Required action:
Copy each line below in which the string "ChaChaRng" appears.

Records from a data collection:
::::::::
use criterion::{BenchmarkId, Criterion, black_box, criterion_group, criterion_main};
use nextroute_core::{RelayId, RelayStatsPing, RelayStatsUpdate, StatsStore};
use rand_chacha::ChaChaRng;
use rand_core::{Rng as _, SeedableRng as _};

const FLEET_SIZES: [u64; 3] = [16, 64, 256];
const MAX_JITTER: f32 = 10.0;
const MAX_PACKET_LOSS: f32 = 1.0;

fn update(rng: &mut ChaChaRng, source: u64, fleet_size: u64) -> RelayStatsUpdate {
    let ping_stats = (1..=fleet_size)
        .filter(|destination| *destination != source)
        .map(|destination| {
            RelayStatsPing::new(
                RelayId::new(destination),
                (rng.next_u32() % 200) as f32,
                (rng.next_u32() % 20) as f32,
                (rng.next_u32() % 3) as f32,
            )
        })
        .collect();

    RelayStatsUpdate {
        id: RelayId::new(source),
        ping_stats,
    }
}

fn populated_store(rng: &mut ChaChaRng, fleet_size: u64) -> StatsStore {
    let store = StatsStore::new();
    for source in 1..=fleet_size {
        store.process_stats(&update(rng, source, fleet_size));
    }
    store
}

fn process_stats(c: &mut Criterion) {
    let mut group = c.benchmark_group("stats::process_stats");
    let mut rng = ChaChaRng::seed_from_u64(42);

    for fleet_size in FLEET_SIZES {
        let store = populated_store(&mut rng, fleet_size);
        let update = update(&mut rng, 1, fleet_size);

        group.bench_function(BenchmarkId::from_parameter(fleet_size), |b| {
            b.iter(|| store.process_stats(black_box(&update)))
        });
    }

    group.finish();
}

fn get_costs(c: &mut Criterion) {
    let mut group = c.benchmark_group("stats::get_costs");
    let mut rng = ChaChaRng::seed_from_u64(42);

    for fleet_size in FLEET_SIZES {
        let store = populated_store(&mut rng, fleet_size);
        let relay_ids: Vec<_> = (1..=fleet_size).map(RelayId::new).collect();

        group.bench_function(BenchmarkId::from_parameter(fleet_size), |b| {
            b.iter(|| store.get_costs(black_box(&relay_ids), MAX_JITTER, MAX_PACKET_LOSS))
        });
    }

    group.finish();
}

fn extract_ping_stats(c: &mut Criterion) {
    let mut group = c.benchmark_group("stats::extract_ping_stats");
    let mut rng = ChaChaRng::seed_from_u64(42);

    for fleet_size in FLEET_SIZES {
        let store = populated_store(&mut rng, fleet_size);

        group.bench_function(BenchmarkId::from_parameter(fleet_size), |b| {
            b.iter(|| store.extract_ping_stats(MAX_JITTER, MAX_PACKET_LOSS, "bench", false))
        });
    }

    group.finish();
}

criterion_group!(benches, process_stats, get_costs, extract_ping_stats);
criterion_main!(benches);
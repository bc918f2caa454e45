use super::{RelayStatsPing, Sample};
use crate::defaults::{HISTORY_SIZE, INVALID_ROUTE_VALUE};

/// Value of a history slot that never received a measurement.
///
/// Measurements are never negative so an unset slot never wins the
/// maximum.
const HISTORY_UNSET: f32 = -1.0;

/// Fixed window of the last [`HISTORY_SIZE`] values of one metric
#[derive(Debug, Clone, PartialEq)]
pub struct History(Box<[f32; HISTORY_SIZE]>);

impl History {
    fn new() -> Self {
        Self(Box::new([HISTORY_UNSET; HISTORY_SIZE]))
    }

    #[inline]
    fn set(&mut self, cursor: usize, value: f32) {
        self.0[cursor] = value;
    }

    /// Largest value of the window, `0.0` if nothing was recorded.
    pub fn max(&self) -> f32 {
        self.0.iter().copied().fold(0.0, f32::max)
    }

    pub fn as_slice(&self) -> &[f32] {
        self.0.as_slice()
    }
}

/// Statistics of one directed relay pair
///
/// The reported metrics are the worst values seen over the last
/// [`HISTORY_SIZE`] slots of the window.
///
/// A pair created with [`PairStats::seeded`] starts with the invalid
/// value in its first slot: it reports [`Sample::INVALID`] until that
/// slot leaves the window, [`HISTORY_SIZE`] observations later.
///
/// ```
/// # use nextroute_core::{stats::PairStats, RelayId, RelayStatsPing};
/// let mut stats = PairStats::new();
/// stats.observe(&RelayStatsPing::new(RelayId::ONE, 40.0, 2.0, 0.0));
/// stats.observe(&RelayStatsPing::new(RelayId::ONE, 30.0, 5.0, 0.0));
///
/// let sample = stats.sample();
/// assert_eq!(sample.rtt, 40.0);
/// assert_eq!(sample.jitter, 5.0);
/// ```
#[derive(Debug, Clone, PartialEq)]
pub struct PairStats {
    sample: Sample,
    cursor: usize,
    observations: u64,
    rtt_history: History,
    jitter_history: History,
    packet_loss_history: History,
}

impl PairStats {
    pub fn new() -> Self {
        Self {
            sample: Sample {
                rtt: 0.0,
                jitter: 0.0,
                packet_loss: 0.0,
            },
            cursor: 0,
            observations: 0,
            rtt_history: History::new(),
            jitter_history: History::new(),
            packet_loss_history: History::new(),
        }
    }

    /// Statistics of a pair seen for the first time.
    ///
    /// The first slot holds the invalid value instead of a measurement,
    /// so a new link is not routed before a full window of observations.
    ///
    /// ```
    /// # use nextroute_core::{stats::PairStats, defaults::HISTORY_SIZE, RelayId, RelayStatsPing, Sample};
    /// let mut stats = PairStats::seeded();
    /// let ping = RelayStatsPing::new(RelayId::ONE, 20.0, 1.0, 0.0);
    ///
    /// for _ in 1..HISTORY_SIZE {
    ///     stats.observe(&ping);
    /// }
    /// assert_eq!(stats.sample(), Sample::INVALID);
    ///
    /// stats.observe(&ping);
    /// assert_eq!(stats.sample().rtt, 20.0);
    /// ```
    pub fn seeded() -> Self {
        let mut stats = Self::new();
        stats.record(INVALID_ROUTE_VALUE, INVALID_ROUTE_VALUE, INVALID_ROUTE_VALUE);
        stats
    }

    /// Records `ping` in the slot under the cursor, advances the cursor
    /// and recomputes the worst values of the window.
    pub fn observe(&mut self, ping: &RelayStatsPing) {
        self.record(ping.rtt, ping.jitter, ping.packet_loss);
        self.observations = self.observations.saturating_add(1);
    }

    fn record(&mut self, rtt: f32, jitter: f32, packet_loss: f32) {
        self.rtt_history.set(self.cursor, rtt);
        self.jitter_history.set(self.cursor, jitter);
        self.packet_loss_history.set(self.cursor, packet_loss);

        self.cursor = (self.cursor + 1) % HISTORY_SIZE;

        self.sample = Sample {
            rtt: self.rtt_history.max(),
            jitter: self.jitter_history.max(),
            packet_loss: self.packet_loss_history.max(),
        };
    }

    pub fn sample(&self) -> Sample {
        self.sample
    }

    /// Number of measurements recorded, the seed is not one.
    pub fn observations(&self) -> u64 {
        self.observations
    }

    pub fn rtt_history(&self) -> &History {
        &self.rtt_history
    }

    pub fn jitter_history(&self) -> &History {
        &self.jitter_history
    }

    pub fn packet_loss_history(&self) -> &History {
        &self.packet_loss_history
    }
}

impl Default for PairStats {
    fn default() -> Self {
        Self::new()
    }
}

#[cfg(test)]
mod tests {
    use super::*;
    use crate::relay::RelayId;
    use rand_chacha::ChaChaRng;
    use rand_core::{Rng as _, SeedableRng as _};

    fn random_ping(rng: &mut ChaChaRng) -> RelayStatsPing {
        let rtt = (rng.next_u32() % 200_000) as f32 / 1_000.0;
        let jitter = (rng.next_u32() % 20_000) as f32 / 1_000.0;
        let packet_loss = (rng.next_u32() % 1_000) as f32 / 10.0;
        RelayStatsPing::new(RelayId::ONE, rtt, jitter, packet_loss)
    }

    #[test]
    fn new_pair_is_empty() {
        let stats = PairStats::new();
        assert_eq!(stats.observations(), 0);
        assert!(stats.rtt_history().as_slice().iter().all(|v| *v == HISTORY_UNSET));
        assert_eq!(stats.rtt_history().max(), 0.0);
    }

    #[test]
    fn worst_of_partial_window() {
        let mut rng = ChaChaRng::seed_from_u64(42);
        let mut stats = PairStats::new();
        let mut fed = Vec::new();

        for _ in 0..HISTORY_SIZE {
            let ping = random_ping(&mut rng);
            stats.observe(&ping);
            fed.push(ping);

            let expected = fed.iter().map(|p| p.rtt).fold(0.0, f32::max);
            assert_eq!(stats.sample().rtt, expected);
            let expected = fed.iter().map(|p| p.jitter).fold(0.0, f32::max);
            assert_eq!(stats.sample().jitter, expected);
            let expected = fed.iter().map(|p| p.packet_loss).fold(0.0, f32::max);
            assert_eq!(stats.sample().packet_loss, expected);
        }
    }

    #[test]
    fn worst_of_sliding_window() {
        let mut rng = ChaChaRng::seed_from_u64(42);
        let mut stats = PairStats::seeded();
        let seed = RelayStatsPing::new(
            RelayId::ONE,
            INVALID_ROUTE_VALUE,
            INVALID_ROUTE_VALUE,
            INVALID_ROUTE_VALUE,
        );
        let mut fed = vec![seed];

        for _ in 0..(HISTORY_SIZE * 3 + 17) {
            let ping = random_ping(&mut rng);
            stats.observe(&ping);
            fed.push(ping);

            let window = &fed[fed.len().saturating_sub(HISTORY_SIZE)..];
            let expected = window.iter().map(|p| p.rtt).fold(0.0, f32::max);
            assert_eq!(stats.sample().rtt, expected);
            let expected = window.iter().map(|p| p.jitter).fold(0.0, f32::max);
            assert_eq!(stats.sample().jitter, expected);
            let expected = window.iter().map(|p| p.packet_loss).fold(0.0, f32::max);
            assert_eq!(stats.sample().packet_loss, expected);
        }
    }

    #[test]
    fn seed_expires_after_a_full_window() {
        let mut stats = PairStats::seeded();
        assert_eq!(stats.sample(), Sample::INVALID);
        assert_eq!(stats.observations(), 0);

        for _ in 1..HISTORY_SIZE {
            stats.observe(&RelayStatsPing::new(RelayId::ONE, 20.0, 1.0, 0.5));
            assert_eq!(stats.sample(), Sample::INVALID);
        }

        stats.observe(&RelayStatsPing::new(RelayId::ONE, 20.0, 1.0, 0.5));
        assert_eq!(
            stats.sample(),
            Sample {
                rtt: 20.0,
                jitter: 1.0,
                packet_loss: 0.5,
            }
        );
        assert_eq!(stats.observations(), HISTORY_SIZE as u64);
    }

    #[test]
    fn spike_expires_after_a_full_window() {
        let mut stats = PairStats::new();

        stats.observe(&RelayStatsPing::new(RelayId::ONE, 500.0, 0.0, 0.0));
        for _ in 0..HISTORY_SIZE - 1 {
            stats.observe(&RelayStatsPing::new(RelayId::ONE, 20.0, 0.0, 0.0));
        }
        assert_eq!(stats.sample().rtt, 500.0);

        stats.observe(&RelayStatsPing::new(RelayId::ONE, 20.0, 0.0, 0.0));
        assert_eq!(stats.sample().rtt, 20.0);
    }
}
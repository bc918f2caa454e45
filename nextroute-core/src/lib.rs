//! Route computation core of a relay overlay.
//!
//! Relays report ping statistics to each other. The [`stats::StatsStore`]
//! keeps a conservative view of those reports and turns them into
//! triangular cost arrays (see [`pair`]). Cost and route matrices
//! ([`matrix`]) are immutable snapshots of the relay topology that are
//! serialised once and served many times. [`near`] narrows a topology down
//! to the relays worth pinging for a given client and [`route`] gives
//! relay chains a stable identity.

pub mod defaults;
pub mod geo;
pub mod matrix;
pub mod near;
pub mod pair;
pub mod relay;
pub mod route;
pub mod stats;

pub use self::{
    geo::{GeoError, Location},
    matrix::{CostMatrix, MatrixError, RouteEntry, RouteMatrix, Topology},
    near::{NearRelay, NearRelayPolicy},
    relay::{Relay, RelayId},
    route::{Route, RouteError},
    stats::{PingStatsEntry, RelayStatsPing, RelayStatsUpdate, Sample, StatsStore},
};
::::::::
Written solution:
use rand_chacha::ChaChaRng;
fn update(rng: &mut ChaChaRng, source: u64, fleet_size: u64) -> RelayStatsUpdate {
fn populated_store(rng: &mut ChaChaRng, fleet_size: u64) -> StatsStore {
    let mut rng = ChaChaRng::seed_from_u64(42);
    let mut rng = ChaChaRng::seed_from_u64(42);
    let mut rng = ChaChaRng::seed_from_u64(42);
    use rand_chacha::ChaChaRng;
    fn random_ping(rng: &mut ChaChaRng) -> RelayStatsPing {
        let mut rng = ChaChaRng::seed_from_u64(42);
        let mut rng = ChaChaRng::seed_from_u64(42);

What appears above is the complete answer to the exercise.